━━━ Extracted material

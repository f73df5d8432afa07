use std::any::Any;

use diesel::SqliteConnection;
use log::{debug, warn};
use tokio::sync::{mpsc, oneshot};

use boursomatic_core::errors::{DatabaseError, Result};

use super::{get_connection, DbPool};
use crate::errors::StorageError;

// Jobs run on the writer's connection; results are type-erased for the channel.
type Job<T> = Box<dyn FnOnce(&mut SqliteConnection) -> Result<T> + Send + 'static>;
type AnyResult = Result<Box<dyn Any + Send + 'static>>;

const QUEUE_DEPTH: usize = 1024;

/// Handle for sending jobs to the writer actor.
#[derive(Clone)]
pub struct WriteHandle {
    tx: mpsc::Sender<(Job<Box<dyn Any + Send + 'static>>, oneshot::Sender<AnyResult>)>,
}

impl WriteHandle {
    /// Run `job` inside an immediate transaction on the writer's connection.
    ///
    /// A stopped writer surfaces as [`DatabaseError::Unavailable`].
    pub async fn exec<F, T>(&self, job: F) -> Result<T>
    where
        F: FnOnce(&mut SqliteConnection) -> Result<T> + Send + 'static,
        T: Send + 'static,
    {
        let (ret_tx, ret_rx) = oneshot::channel();

        self.tx
            .send((
                Box::new(move |c| job(c).map(|v| Box::new(v) as Box<dyn Any + Send>)),
                ret_tx,
            ))
            .await
            .map_err(|_| DatabaseError::Unavailable("writer actor stopped".to_string()))?;

        let boxed = ret_rx.await.map_err(|_| {
            DatabaseError::Unavailable("writer actor dropped the reply".to_string())
        })??;

        boxed.downcast::<T>().map(|v| *v).map_err(|_| {
            DatabaseError::Internal("unexpected writer result type".to_string()).into()
        })
    }
}

/// Spawn the single writer. It holds one pooled connection for its lifetime
/// and runs jobs one at a time, each in an immediate transaction.
pub fn spawn_writer(pool: &DbPool) -> Result<WriteHandle> {
    let mut conn = get_connection(pool)?;
    let (tx, mut rx) = mpsc::channel::<(
        Job<Box<dyn Any + Send + 'static>>,
        oneshot::Sender<AnyResult>,
    )>(QUEUE_DEPTH);

    tokio::spawn(async move {
        while let Some((job, reply_tx)) = rx.recv().await {
            let result: AnyResult = conn
                .immediate_transaction::<_, StorageError, _>(|c| job(c).map_err(StorageError::from))
                .map_err(Into::into);
            if let Err(e) = &result {
                warn!("Write job failed: {}", e);
            }
            let _ = reply_tx.send(result);
        }
        debug!("Writer actor stopped");
    });

    Ok(WriteHandle { tx })
}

━━━━━━

Aim of the task: The records above are to be transcribed exactly, with nothing left out.

Task solution:
repository f73df5d8432afa07
use std::any::Any;

use diesel::SqliteConnection;
use log::{debug, warn};
use tokio::sync::{mpsc, oneshot};

use boursomatic_core::errors::{DatabaseError, Result};

use super::{get_connection, DbPool};
use crate::errors::StorageError;

// Jobs run on the writer's connection; results are type-erased for the channel.
type Job<T> = Box<dyn FnOnce(&mut SqliteConnection) -> Result<T> + Send + 'static>;
type AnyResult = Result<Box<dyn Any + Send + 'static>>;

const QUEUE_DEPTH: usize = 1024;

/// Handle for sending jobs to the writer actor.
#[derive(Clone)]
pub struct WriteHandle {
    tx: mpsc::Sender<(Job<Box<dyn Any + Send + 'static>>, oneshot::Sender<AnyResult>)>,
}

impl WriteHandle {
    /// Run `job` inside an immediate transaction on the writer's connection.
    ///
    /// A stopped writer surfaces as [`DatabaseError::Unavailable`].
    pub async fn exec<F, T>(&self, job: F) -> Result<T>
    where
        F: FnOnce(&mut SqliteConnection) -> Result<T> + Send + 'static,
        T: Send + 'static,
    {
        let (ret_tx, ret_rx) = oneshot::channel();

        self.tx
            .send((
                Box::new(move |c| job(c).map(|v| Box::new(v) as Box<dyn Any + Send>)),
                ret_tx,
            ))
            .await
            .map_err(|_| DatabaseError::Unavailable("writer actor stopped".to_string()))?;

        let boxed = ret_rx.await.map_err(|_| {
            DatabaseError::Unavailable("writer actor dropped the reply".to_string())
        })??;

        boxed.downcast::<T>().map(|v| *v).map_err(|_| {
            DatabaseError::Internal("unexpected writer result type".to_string()).into()
        })
    }
}

/// Spawn the single writer. It holds one pooled connection for its lifetime
/// and runs jobs one at a time, each in an immediate transaction.
pub fn spawn_writer(pool: &DbPool) -> Result<WriteHandle> {
    let mut conn = get_connection(pool)?;
    let (tx, mut rx) = mpsc::channel::<(
        Job<Box<dyn Any + Send + 'static>>,
        oneshot::Sender<AnyResult>,
    )>(QUEUE_DEPTH);

    tokio::spawn(async move {
        while let Some((job, reply_tx)) = rx.recv().await {
            let result: AnyResult = conn
                .immediate_transaction::<_, StorageError, _>(|c| job(c).map_err(StorageError::from))
                .map_err(Into::into);
            if let Err(e) = &result {
                warn!("Write job failed: {}", e);
            }
            let _ = reply_tx.send(result);
        }
        debug!("Writer actor stopped");
    });

    Ok(WriteHandle { tx })
}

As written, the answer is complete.